Thanks Sandra, I appreciate you pointing that out to me. Although this book is already published, it makes me aware of it and hopefully more "eagle-eyed" on my next WIP.

Anonymous said...

Oh, I wish she hadn't met him! But I'm sure she knows what the consequences would be of refusing to do so--maybe they would have been worse.

Poor woman--her current relationship is going to suffer from this trauma.

Teresa Cypher said...

I wish she hadn't met him. He's a rotten person, and she needs to not allow herself to be victimized any more. But I bet that's part of what is propelling the story forward. It's good that you're getting an emotional reaction from the readers.

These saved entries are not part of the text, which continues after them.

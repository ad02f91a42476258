//! Role policy. Operations are implemented once; which principal may invoke
//! them is decided here and enforced at the HTTP boundary.

use serde::{Deserialize, Serialize};
use strum::{AsRefStr, Display, EnumIter, EnumString};

use crate::{Error, Result};

#[derive(
  Debug, Clone, Copy, PartialEq, Eq, Hash, Serialize, Deserialize, Display,
  EnumString, AsRefStr, EnumIter,
)]
pub enum Role {
  Admin,
  Superuser,
  ParishTreasurer,
  CouncilSecretary,
  SeniorPastor,
  Evangelist,
}

#[derive(Debug, Clone, Copy, PartialEq, Eq, Hash, Serialize, Display)]
pub enum Capability {
  RegisterSelf,
  ViewMembers,
  ManageMembers,
  ManageSacraments,
  ViewLeaders,
  ManageLeaders,
  ViewFinance,
  ManageFinance,
  ViewReports,
  ViewSettings,
  ManageSettings,
  ViewAssets,
  ManageAssets,
  ViewNotifications,
  SendNotifications,
}

impl Capability {
  /// The view capability a management capability implies.
  fn implied_view(self) -> Option<Self> {
    use Capability::*;
    match self {
      ManageMembers | ManageSacraments => Some(ViewMembers),
      ManageLeaders => Some(ViewLeaders),
      ManageFinance => Some(ViewFinance),
      ManageSettings => Some(ViewSettings),
      ManageAssets => Some(ViewAssets),
      SendNotifications => Some(ViewNotifications),
      _ => None,
    }
  }
}

impl Role {
  /// Capabilities granted directly. `None` means every capability.
  fn grants(self) -> Option<&'static [Capability]> {
    use Capability::*;
    match self {
      Self::Admin | Self::Superuser => None,
      Self::ParishTreasurer => Some(&[
        ViewMembers,
        ManageFinance,
        ViewFinance,
        ViewReports,
        ViewSettings,
        ViewAssets,
      ]),
      Self::CouncilSecretary => Some(&[
        ViewMembers,
        ManageMembers,
        ManageSacraments,
        ManageLeaders,
        SendNotifications,
        ViewSettings,
        ViewAssets,
        ViewFinance,
        ViewReports,
      ]),
      Self::SeniorPastor => Some(&[
        ViewMembers,
        ManageSacraments,
        ViewLeaders,
        SendNotifications,
        ViewFinance,
        ViewReports,
        ViewSettings,
        ViewAssets,
      ]),
      Self::Evangelist => Some(&[ViewMembers, ViewLeaders, ViewSettings]),
    }
  }

  pub fn can(self, capability: Capability) -> bool {
    let Some(granted) = self.grants() else {
      return true;
    };
    granted
      .iter()
      .any(|&g| g == capability || g.implied_view() == Some(capability))
  }
}

/// The caller of an operation.
#[derive(Debug, Clone, PartialEq, Eq, Serialize)]
#[serde(tag = "kind", rename_all = "snake_case")]
pub enum Principal {
  Anonymous,
  Operator { username: String, role: Role },
}

impl Principal {
  pub fn can(&self, capability: Capability) -> bool {
    match self {
      Self::Anonymous => capability == Capability::RegisterSelf,
      Self::Operator { role, .. } => role.can(capability),
    }
  }

  pub fn require(&self, capability: Capability) -> Result<()> {
    if self.can(capability) {
      Ok(())
    } else {
      tracing::debug!(principal = ?self, %capability, "permission denied");
      Err(Error::PermissionDenied)
    }
  }
}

Since you asked for crit, I noticed some overwriting. I noticed it because I'm so very guilty of it too. It's one of the things I have to edit out after the first draft. :-) Examples are: "her body's trembling". I think the word "body's" is unnecessary. The reader will get it without being told that it's her body doing the trembling. Another example: "stare at him in the eyes" I think you can delete the "at" and just use "stare him in the eyes". It improves the reading flow and loses 'clunkiness" if you tighten up the writing. :-)

Chelle Cordero said...

Once again, I am so appreciative of the critique as I am hoping to improve my writing with each new story. Thank you all.